Un spectacle troublant voire déroutant par son parti pris délibérément naturaliste. Un spectacle qui repose sur l’interprétation magistrale de Mademoiselle Julie par Anna Mouglalis.
August Strindberg écrit cette pièce en 1889, l’intitulant « Mademoiselle Julie, une tragédie naturaliste ». Strindberg l’inscrit dans le mouvement naturaliste initié par Émile Zola dont il se sent très proche, à l’instar de André Antoine et de son Théâtre Libre créé en 1887 à Paris. Le naturalisme fait alors son avènement au théâtre. Le principe fondamental étant de donner au spectateur l’illusion d’assister à une « tranche de vie ».
Strindberg insiste dans l’abondante préface de la pièce sur la nécessité d'une lecture plurielle de son œuvre, qui implique plusieurs interprétations possibles du caractère et des intentions de ses personnages.
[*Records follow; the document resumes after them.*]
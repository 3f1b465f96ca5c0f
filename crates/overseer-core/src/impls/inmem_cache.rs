//! InMemoryCache - プロセス内の job スコープキャッシュ
//!
//! テストや、1 プロセスで Run と Eval を続けて回すときに使う。
//! エントリはプロセス終了とともに消える。

use std::collections::{BTreeMap, HashMap};
use std::sync::Arc;

use async_trait::async_trait;
use futures::stream::{self, BoxStream, StreamExt};
use tokio::sync::RwLock;
use tracing::debug;

use crate::domain::{CacheEntry, CacheError, JobId, TaskId};
use crate::ports::{CacheService, Clock, SystemClock};

type Partition = BTreeMap<TaskId, CacheEntry>;

/// InMemoryCache はジョブごとに 1 パーティションを持つ
///
/// # 詳細
/// - `RwLock` の中に `HashMap<JobId, BTreeMap<TaskId, CacheEntry>>`
/// - `entries` は最初の poll でパーティションのスナップショットを取る
///   （消費側の処理中にロックを握り続けない）
/// - BTreeMap なので列挙は TaskId 順
pub struct InMemoryCache<C = SystemClock> {
    partitions: Arc<RwLock<HashMap<JobId, Partition>>>,
    clock: C,
}

impl InMemoryCache<SystemClock> {
    /// システム時刻で `stored_at` を刻むキャッシュを作成
    pub fn new() -> Self {
        Self::with_clock(SystemClock)
    }
}

impl<C: Clock> InMemoryCache<C> {
    /// Clock を差し替えて作成
    pub fn with_clock(clock: C) -> Self {
        Self {
            partitions: Arc::new(RwLock::new(HashMap::new())),
            clock,
        }
    }
}

impl Default for InMemoryCache<SystemClock> {
    fn default() -> Self {
        Self::new()
    }
}

#[async_trait]
impl<C: Clock> CacheService for InMemoryCache<C> {
    async fn put(
        &self,
        job_id: &JobId,
        task_id: &TaskId,
        payload: serde_json::Value,
    ) -> Result<(), CacheError> {
        let mut partitions = self.partitions.write().await;
        let partition = partitions.entry(job_id.clone()).or_default();
        if partition.contains_key(task_id) {
            return Err(CacheError::DuplicateKey {
                job_id: job_id.clone(),
                task_id: task_id.clone(),
            });
        }
        let entry = CacheEntry::new(task_id.clone(), self.clock.now(), payload);
        partition.insert(task_id.clone(), entry);
        debug!(%job_id, %task_id, "cached result in memory");
        Ok(())
    }

    async fn get(
        &self,
        job_id: &JobId,
        task_id: &TaskId,
    ) -> Result<Option<CacheEntry>, CacheError> {
        let partitions = self.partitions.read().await;
        Ok(partitions
            .get(job_id)
            .and_then(|partition| partition.get(task_id))
            .cloned())
    }

    fn entries<'a>(&'a self, job_id: &'a JobId) -> BoxStream<'a, Result<CacheEntry, CacheError>> {
        stream::once(async move {
            let partitions = self.partitions.read().await;
            let snapshot: Vec<Result<CacheEntry, CacheError>> = partitions
                .get(job_id)
                .map(|partition| partition.values().cloned().map(Ok).collect())
                .unwrap_or_default();
            stream::iter(snapshot)
        })
        .flatten()
        .boxed()
    }

    async fn remove(&self, job_id: &JobId, task_id: &TaskId) -> Result<bool, CacheError> {
        let mut partitions = self.partitions.write().await;
        let Some(partition) = partitions.get_mut(job_id) else {
            return Ok(false);
        };
        let removed = partition.remove(task_id).is_some();
        if partition.is_empty() {
            partitions.remove(job_id);
        }
        Ok(removed)
    }

    async fn clear(&self, job_id: &JobId) -> Result<usize, CacheError> {
        let mut partitions = self.partitions.write().await;
        Ok(partitions.remove(job_id).map(|p| p.len()).unwrap_or(0))
    }
}

#[cfg(test)]
mod tests {
    use super::*;
    use crate::ports::FixedClock;
    use chrono::{TimeZone, Utc};
    use futures::TryStreamExt;
    use serde_json::json;

    fn job(id: &str) -> JobId {
        JobId::new(id).unwrap()
    }

    fn task(id: &str) -> TaskId {
        TaskId::new(id).unwrap()
    }

    #[tokio::test]
    async fn put_then_get_roundtrip() {
        let at = Utc.with_ymd_and_hms(2024, 1, 2, 3, 4, 5).unwrap();
        let cache = InMemoryCache::with_clock(FixedClock::new(at));
        cache.put(&job("j1"), &task("a"), json!([{"n": 1}])).await.unwrap();

        let entry = cache.get(&job("j1"), &task("a")).await.unwrap().unwrap();
        assert_eq!(entry.payload, json!([{"n": 1}]));
        assert_eq!(entry.stored_at, at);
        assert_eq!(entry.task_id, task("a"));
    }

    #[tokio::test]
    async fn second_put_is_rejected_and_first_value_kept() {
        let cache = InMemoryCache::new();
        cache.put(&job("j1"), &task("a"), json!(1)).await.unwrap();

        let err = cache.put(&job("j1"), &task("a"), json!(2)).await.unwrap_err();
        assert!(matches!(err, CacheError::DuplicateKey { .. }));

        let entry = cache.get(&job("j1"), &task("a")).await.unwrap().unwrap();
        assert_eq!(entry.payload, json!(1));
    }

    #[tokio::test]
    async fn partitions_are_isolated_by_job() {
        let cache = InMemoryCache::new();
        cache.put(&job("j1"), &task("a"), json!(1)).await.unwrap();
        cache.put(&job("j2"), &task("a"), json!(2)).await.unwrap();
        cache.put(&job("j2"), &task("b"), json!(3)).await.unwrap();

        let j1: Vec<_> = cache.entries(&job("j1")).try_collect().await.unwrap();
        let j2: Vec<_> = cache.entries(&job("j2")).try_collect().await.unwrap();
        assert_eq!(j1.len(), 1);
        assert_eq!(j2.len(), 2);
        assert!(cache.get(&job("j1"), &task("b")).await.unwrap().is_none());
    }

    #[tokio::test]
    async fn entries_are_restartable_and_ordered() {
        let cache = InMemoryCache::new();
        for id in ["c", "a", "b"] {
            cache.put(&job("j"), &task(id), json!(id)).await.unwrap();
        }

        for _ in 0..2 {
            let ids: Vec<String> = cache
                .entries(&job("j"))
                .map_ok(|e| e.task_id.to_string())
                .try_collect()
                .await
                .unwrap();
            assert_eq!(ids, vec!["a", "b", "c"]);
        }
    }

    #[tokio::test]
    async fn clear_allows_a_fresh_run() {
        let cache = InMemoryCache::new();
        cache.put(&job("j"), &task("a"), json!(1)).await.unwrap();

        assert_eq!(cache.clear(&job("j")).await.unwrap(), 1);
        assert_eq!(cache.clear(&job("j")).await.unwrap(), 0);
        cache.put(&job("j"), &task("a"), json!(2)).await.unwrap();
    }

    #[tokio::test]
    async fn remove_drops_only_the_named_entry() {
        let cache = InMemoryCache::new();
        cache.put(&job("j"), &task("a"), json!(1)).await.unwrap();
        cache.put(&job("j"), &task("b"), json!(2)).await.unwrap();

        assert!(cache.remove(&job("j"), &task("a")).await.unwrap());
        assert!(!cache.remove(&job("j"), &task("a")).await.unwrap());
        assert!(!cache.remove(&job("other"), &task("b")).await.unwrap());

        assert!(cache.get(&job("j"), &task("a")).await.unwrap().is_none());
        assert!(cache.get(&job("j"), &task("b")).await.unwrap().is_some());
        cache.put(&job("j"), &task("a"), json!(3)).await.unwrap();
    }

    #[tokio::test]
    async fn unknown_job_has_no_entries() {
        let cache = InMemoryCache::new();
        let all: Vec<_> = cache.entries(&job("none")).try_collect().await.unwrap();
        assert!(all.is_empty());
    }
}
Le spectacle y répond avec une clarté manifeste et une fluidité délicieuse. Le parti pris et la mise en scène de Julie Brochen s’emparent avec une velléité flagrante du jeu entre ces différents possibles, laissant le spectateur s’imprégner et s’impressionner par ce qui voit, de là où il est, en fonction de qui il est.
Anna Mouglalis est saisissante. Une voix envoutante, des regards profonds et habités, une présence impressionnante. Nous pouvons parler ici d’une incarnation exemplaire du personnage. Elle « est » cette jeune femme vibrante et rompue à la fois, blessée par les meurtrissures de son passé, fragile de ses souffrances et de ses doutes, forte de son audace à briser les tabous que seule la folie peut expliquer. Une folie identitaire d’une petite fille non désirée par sa mère et d’une demoiselle qui ne sait pas qui elle est, veut être ou doit être. Une folie qui ce soir de la Saint-Jean est transcendée par l’ivresse de l’alcool.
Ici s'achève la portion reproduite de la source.